New Netherland and Beyond
Delaware River Settlements 1637-1682
New Jersey before 1699
by William Montgomery Clemens
Editor of Genealogy Magazine, ©1926
New Jersey was first settled by the Swedes, and was formerly a part of New Netherland, which was divided into Nova Caesarea, or New Jersey, and New York in 1664, when it was conquered by
the English. It has its name from the Island of New Jersey, the residence of the family of Sir George Carteret, to whom this territory was granted. Philip Carteret was
appointed governor in 1665 and took possession of Elizabethtown, the capital, then consisting of four families, just settled in the wilderness. In 1672 he was driven from his government by insurgents
who refused the payment of rents under the pretense that they held their possessions by Indian grants and not from the proprietors. In 1673 the Dutch retook New Netherlands, but in the following year
it was restored by treaty to the English.

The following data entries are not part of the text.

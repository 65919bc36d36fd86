//! `campusgate-auth`: client-side session resolution and role gating.
//!
//! This crate is intentionally decoupled from the browser: storage,
//! change signals and navigation are ports ([`KeyValueStore`],
//! [`AuthEvents`], [`Navigator`]) with in-memory adapters in [`memory`].

pub mod claims;
pub mod config;
pub mod gate;
pub mod gatekeeper;
pub mod headers;
pub mod keys;
pub mod lifecycle;
pub mod memory;
pub mod profile;
pub mod roles;
pub mod router;
pub mod session;
pub mod store;

pub use claims::{decode_claims, TokenClaims, TokenDecodeError};
pub use config::{DashboardPaths, GateConfig, RoutePaths};
pub use gate::{GateState, RedirectDecision, RedirectReason, RoleGate, RoleRequirement};
pub use gatekeeper::Gatekeeper;
pub use headers::{auth_headers, AuthHeaders};
pub use lifecycle::{AuthError, AuthEvent, AuthEvents, AuthLifecycle, NavigationError, Navigator};
pub use memory::{MemoryStore, RecordingEvents, RecordingNavigator};
pub use profile::Profile;
pub use roles::Role;
pub use router::DashboardRouter;
pub use session::{Credential, Session, SessionError, SessionResolver};
pub use store::{CredentialStore, KeyValueStore, StoreError};
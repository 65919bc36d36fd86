use core::str::FromStr;

use serde::{Deserialize, Deserializer, Serialize, Serializer};

/// Role of an authenticated visitor.
///
/// External role strings are normalized exactly once, when they enter the
/// system (profile JSON, route declarations). Everything downstream compares
/// `Role` values, never raw strings.
///
/// Normalization is case-sensitive. The single alias pair is
/// `super_admin` / `superadmin`; any other unrecognized string is kept
/// verbatim as [`Role::Other`].
#[derive(Debug, Clone, PartialEq, Eq, Hash)]
pub enum Role {
    SuperAdmin,
    Admin,
    BranchAdmin,
    Instructor,
    Student,
    Other(String),
}

impl Role {
    /// Normalize an external role string.
    pub fn parse(raw: &str) -> Self {
        match raw {
            "super_admin" | "superadmin" => Role::SuperAdmin,
            "admin" => Role::Admin,
            "branch_admin" => Role::BranchAdmin,
            "instructor" => Role::Instructor,
            "student" => Role::Student,
            other => Role::Other(other.to_string()),
        }
    }

    /// Canonical spelling of the role.
    pub fn as_str(&self) -> &str {
        match self {
            Role::SuperAdmin => "super_admin",
            Role::Admin => "admin",
            Role::BranchAdmin => "branch_admin",
            Role::Instructor => "instructor",
            Role::Student => "student",
            Role::Other(raw) => raw,
        }
    }

    pub fn is_super_admin(&self) -> bool {
        matches!(self, Role::SuperAdmin)
    }
}

impl FromStr for Role {
    type Err = core::convert::Infallible;

    fn from_str(s: &str) -> Result<Self, Self::Err> {
        Ok(Role::parse(s))
    }
}

impl From<&str> for Role {
    fn from(value: &str) -> Self {
        Role::parse(value)
    }
}

impl core::fmt::Display for Role {
    fn fmt(&self, f: &mut core::fmt::Formatter<'_>) -> core::fmt::Result {
        f.write_str(self.as_str())
    }
}

impl Serialize for Role {
    fn serialize<S: Serializer>(&self, serializer: S) -> Result<S::Ok, S::Error> {
        serializer.serialize_str(self.as_str())
    }
}

impl<'de> Deserialize<'de> for Role {
    fn deserialize<D: Deserializer<'de>>(deserializer: D) -> Result<Self, D::Error> {
        let raw = String::deserialize(deserializer)?;
        Ok(Role::parse(&raw))
    }
}
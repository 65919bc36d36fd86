use crate::config::DashboardPaths;
use crate::Role;

/// Legacy role string that lands on the branch dashboard.
///
/// Routing only: `branch` is not an alias of `branch_admin` for access checks.
const LEGACY_BRANCH_ROLE: &str = "branch";

/// Maps a role to its landing page.
///
/// - No IO
/// - Total: unknown roles land on the student dashboard
#[derive(Debug, Clone, Default, PartialEq, Eq)]
pub struct DashboardRouter {
    paths: DashboardPaths,
}

impl DashboardRouter {
    pub fn new(paths: DashboardPaths) -> Self {
        Self { paths }
    }

    pub fn resolve(&self, role: &Role) -> &str {
        match role {
            Role::SuperAdmin => self.paths.super_admin.as_str(),
            Role::Admin => self.paths.admin.as_str(),
            Role::Instructor => self.paths.instructor.as_str(),
            Role::BranchAdmin => self.paths.branch.as_str(),
            Role::Other(raw) if raw == LEGACY_BRANCH_ROLE => self.paths.branch.as_str(),
            Role::Student | Role::Other(_) => self.paths.student.as_str(),
        }
    }

    /// Normalize `raw` and resolve it.
    pub fn resolve_str(&self, raw: &str) -> &str {
        self.resolve(&Role::parse(raw))
    }

    pub fn paths(&self) -> &DashboardPaths {
        &self.paths
    }
}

In 1676 New Jersey was divided into East and West Jersey. The government of the latter was retained as a dependency of New York, and a confusion of jurisdiction commenced, which long distracted the
people, and which at length terminated in the annihilation of the authority of the proprietors. West Jersey was reinstated in its former privileges in 1680. Sir George Carteret, in 1682, transferred
his rights in East Jersey to William Penn. At this time there were supposed to be in the province about seven hundred families. In 1688 the Jerseys were added to the jurisdiction of New England. They
were united under one government in 1702 and received the single name of New Jersey.